Information:
"""
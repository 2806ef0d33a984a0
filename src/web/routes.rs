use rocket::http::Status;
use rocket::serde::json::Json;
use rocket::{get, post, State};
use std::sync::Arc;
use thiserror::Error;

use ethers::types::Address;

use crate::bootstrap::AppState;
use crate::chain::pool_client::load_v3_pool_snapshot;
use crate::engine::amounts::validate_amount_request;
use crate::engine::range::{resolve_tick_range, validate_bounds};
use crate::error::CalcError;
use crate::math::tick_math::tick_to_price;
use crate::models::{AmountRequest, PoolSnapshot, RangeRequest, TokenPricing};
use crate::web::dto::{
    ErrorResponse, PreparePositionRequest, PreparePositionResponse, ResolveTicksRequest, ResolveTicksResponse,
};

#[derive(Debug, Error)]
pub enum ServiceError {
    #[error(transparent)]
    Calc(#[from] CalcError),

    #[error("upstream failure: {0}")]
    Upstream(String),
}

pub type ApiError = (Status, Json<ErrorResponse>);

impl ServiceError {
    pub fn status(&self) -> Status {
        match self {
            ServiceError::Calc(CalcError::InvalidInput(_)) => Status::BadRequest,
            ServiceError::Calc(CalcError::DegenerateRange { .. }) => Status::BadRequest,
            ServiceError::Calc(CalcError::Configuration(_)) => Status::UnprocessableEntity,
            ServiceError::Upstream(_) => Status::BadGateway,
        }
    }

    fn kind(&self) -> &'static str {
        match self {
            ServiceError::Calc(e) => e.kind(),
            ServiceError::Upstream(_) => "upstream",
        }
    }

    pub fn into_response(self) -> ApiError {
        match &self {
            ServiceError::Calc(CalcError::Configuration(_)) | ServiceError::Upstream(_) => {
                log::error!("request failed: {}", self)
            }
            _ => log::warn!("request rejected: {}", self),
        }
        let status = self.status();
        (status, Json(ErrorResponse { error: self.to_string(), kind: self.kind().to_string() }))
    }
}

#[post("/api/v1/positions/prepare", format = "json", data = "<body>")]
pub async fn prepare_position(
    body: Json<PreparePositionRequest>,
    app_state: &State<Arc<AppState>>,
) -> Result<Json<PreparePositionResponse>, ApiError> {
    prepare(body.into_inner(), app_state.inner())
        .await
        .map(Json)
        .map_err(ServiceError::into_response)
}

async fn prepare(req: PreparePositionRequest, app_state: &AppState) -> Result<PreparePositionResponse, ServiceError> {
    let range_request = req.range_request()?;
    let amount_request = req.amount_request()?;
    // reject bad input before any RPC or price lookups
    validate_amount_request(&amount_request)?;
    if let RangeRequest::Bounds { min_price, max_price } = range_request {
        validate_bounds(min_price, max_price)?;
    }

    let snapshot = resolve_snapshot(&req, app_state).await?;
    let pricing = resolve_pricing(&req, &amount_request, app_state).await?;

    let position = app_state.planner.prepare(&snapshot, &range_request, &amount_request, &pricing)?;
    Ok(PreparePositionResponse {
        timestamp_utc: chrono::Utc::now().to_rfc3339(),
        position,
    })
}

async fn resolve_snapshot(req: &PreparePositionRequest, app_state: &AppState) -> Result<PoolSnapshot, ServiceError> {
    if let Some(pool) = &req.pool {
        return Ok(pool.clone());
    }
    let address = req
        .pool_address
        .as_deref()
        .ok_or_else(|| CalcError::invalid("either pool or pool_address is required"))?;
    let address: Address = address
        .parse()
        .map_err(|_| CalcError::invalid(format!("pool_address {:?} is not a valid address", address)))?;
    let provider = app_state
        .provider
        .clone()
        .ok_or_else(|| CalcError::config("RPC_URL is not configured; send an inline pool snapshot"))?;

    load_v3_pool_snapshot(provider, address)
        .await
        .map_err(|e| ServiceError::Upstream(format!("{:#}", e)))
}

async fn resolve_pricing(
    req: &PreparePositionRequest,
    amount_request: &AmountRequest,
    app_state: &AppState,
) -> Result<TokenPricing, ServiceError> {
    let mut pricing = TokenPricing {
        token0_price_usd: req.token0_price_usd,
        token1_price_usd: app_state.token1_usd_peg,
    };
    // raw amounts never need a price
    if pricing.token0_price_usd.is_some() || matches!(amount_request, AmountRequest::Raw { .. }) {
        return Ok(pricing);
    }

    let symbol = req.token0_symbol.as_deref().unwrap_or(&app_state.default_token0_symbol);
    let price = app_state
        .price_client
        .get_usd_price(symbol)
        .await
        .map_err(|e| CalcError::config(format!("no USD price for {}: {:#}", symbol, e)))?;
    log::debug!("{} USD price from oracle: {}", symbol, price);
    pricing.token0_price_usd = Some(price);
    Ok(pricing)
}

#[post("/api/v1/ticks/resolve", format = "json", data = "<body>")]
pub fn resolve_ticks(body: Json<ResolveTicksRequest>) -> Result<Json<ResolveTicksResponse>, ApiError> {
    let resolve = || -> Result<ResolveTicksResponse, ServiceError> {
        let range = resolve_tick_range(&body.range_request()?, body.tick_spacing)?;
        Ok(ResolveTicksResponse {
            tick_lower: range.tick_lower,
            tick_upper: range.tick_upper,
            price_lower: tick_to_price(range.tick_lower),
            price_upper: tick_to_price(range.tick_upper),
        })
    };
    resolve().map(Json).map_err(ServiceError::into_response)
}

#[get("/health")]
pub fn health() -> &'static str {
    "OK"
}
"""
Activity: Take the listing above and write it out again exactly.

Solution:
repository 2806ef0d33a984a0
filename src/web/routes.rs
use rocket::http::Status;
use rocket::serde::json::Json;
use rocket::{get, post, State};
use std::sync::Arc;
use thiserror::Error;

use ethers::types::Address;

use crate::bootstrap::AppState;
use crate::chain::pool_client::load_v3_pool_snapshot;
use crate::engine::amounts::validate_amount_request;
use crate::engine::range::{resolve_tick_range, validate_bounds};
use crate::error::CalcError;
use crate::math::tick_math::tick_to_price;
use crate::models::{AmountRequest, PoolSnapshot, RangeRequest, TokenPricing};
use crate::web::dto::{
    ErrorResponse, PreparePositionRequest, PreparePositionResponse, ResolveTicksRequest, ResolveTicksResponse,
};

#[derive(Debug, Error)]
pub enum ServiceError {
    #[error(transparent)]
    Calc(#[from] CalcError),

    #[error("upstream failure: {0}")]
    Upstream(String),
}

pub type ApiError = (Status, Json<ErrorResponse>);

impl ServiceError {
    pub fn status(&self) -> Status {
        match self {
            ServiceError::Calc(CalcError::InvalidInput(_)) => Status::BadRequest,
            ServiceError::Calc(CalcError::DegenerateRange { .. }) => Status::BadRequest,
            ServiceError::Calc(CalcError::Configuration(_)) => Status::UnprocessableEntity,
            ServiceError::Upstream(_) => Status::BadGateway,
        }
    }

    fn kind(&self) -> &'static str {
        match self {
            ServiceError::Calc(e) => e.kind(),
            ServiceError::Upstream(_) => "upstream",
        }
    }

    pub fn into_response(self) -> ApiError {
        match &self {
            ServiceError::Calc(CalcError::Configuration(_)) | ServiceError::Upstream(_) => {
                log::error!("request failed: {}", self)
            }
            _ => log::warn!("request rejected: {}", self),
        }
        let status = self.status();
        (status, Json(ErrorResponse { error: self.to_string(), kind: self.kind().to_string() }))
    }
}

#[post("/api/v1/positions/prepare", format = "json", data = "<body>")]
pub async fn prepare_position(
    body: Json<PreparePositionRequest>,
    app_state: &State<Arc<AppState>>,
) -> Result<Json<PreparePositionResponse>, ApiError> {
    prepare(body.into_inner(), app_state.inner())
        .await
        .map(Json)
        .map_err(ServiceError::into_response)
}

async fn prepare(req: PreparePositionRequest, app_state: &AppState) -> Result<PreparePositionResponse, ServiceError> {
    let range_request = req.range_request()?;
    let amount_request = req.amount_request()?;
    // reject bad input before any RPC or price lookups
    validate_amount_request(&amount_request)?;
    if let RangeRequest::Bounds { min_price, max_price } = range_request {
        validate_bounds(min_price, max_price)?;
    }

    let snapshot = resolve_snapshot(&req, app_state).await?;
    let pricing = resolve_pricing(&req, &amount_request, app_state).await?;

    let position = app_state.planner.prepare(&snapshot, &range_request, &amount_request, &pricing)?;
    Ok(PreparePositionResponse {
        timestamp_utc: chrono::Utc::now().to_rfc3339(),
        position,
    })
}

async fn resolve_snapshot(req: &PreparePositionRequest, app_state: &AppState) -> Result<PoolSnapshot, ServiceError> {
    if let Some(pool) = &req.pool {
        return Ok(pool.clone());
    }
    let address = req
        .pool_address
        .as_deref()
        .ok_or_else(|| CalcError::invalid("either pool or pool_address is required"))?;
    let address: Address = address
        .parse()
        .map_err(|_| CalcError::invalid(format!("pool_address {:?} is not a valid address", address)))?;
    let provider = app_state
        .provider
        .clone()
        .ok_or_else(|| CalcError::config("RPC_URL is not configured; send an inline pool snapshot"))?;

    load_v3_pool_snapshot(provider, address)
        .await
        .map_err(|e| ServiceError::Upstream(format!("{:#}", e)))
}

async fn resolve_pricing(
    req: &PreparePositionRequest,
    amount_request: &AmountRequest,
    app_state: &AppState,
) -> Result<TokenPricing, ServiceError> {
    let mut pricing = TokenPricing {
        token0_price_usd: req.token0_price_usd,
        token1_price_usd: app_state.token1_usd_peg,
    };
    // raw amounts never need a price
    if pricing.token0_price_usd.is_some() || matches!(amount_request, AmountRequest::Raw { .. }) {
        return Ok(pricing);
    }

    let symbol = req.token0_symbol.as_deref().unwrap_or(&app_state.default_token0_symbol);
    let price = app_state
        .price_client
        .get_usd_price(symbol)
        .await
        .map_err(|e| CalcError::config(format!("no USD price for {}: {:#}", symbol, e)))?;
    log::debug!("{} USD price from oracle: {}", symbol, price);
    pricing.token0_price_usd = Some(price);
    Ok(pricing)
}

#[post("/api/v1/ticks/resolve", format = "json", data = "<body>")]
pub fn resolve_ticks(body: Json<ResolveTicksRequest>) -> Result<Json<ResolveTicksResponse>, ApiError> {
    let resolve = || -> Result<ResolveTicksResponse, ServiceError> {
        let range = resolve_tick_range(&body.range_request()?, body.tick_spacing)?;
        Ok(ResolveTicksResponse {
            tick_lower: range.tick_lower,
            tick_upper: range.tick_upper,
            price_lower: tick_to_price(range.tick_lower),
            price_upper: tick_to_price(range.tick_upper),
        })
    };
    resolve().map(Json).map_err(ServiceError::into_response)
}

#[get("/health")]
pub fn health() -> &'static str {
    "OK"
}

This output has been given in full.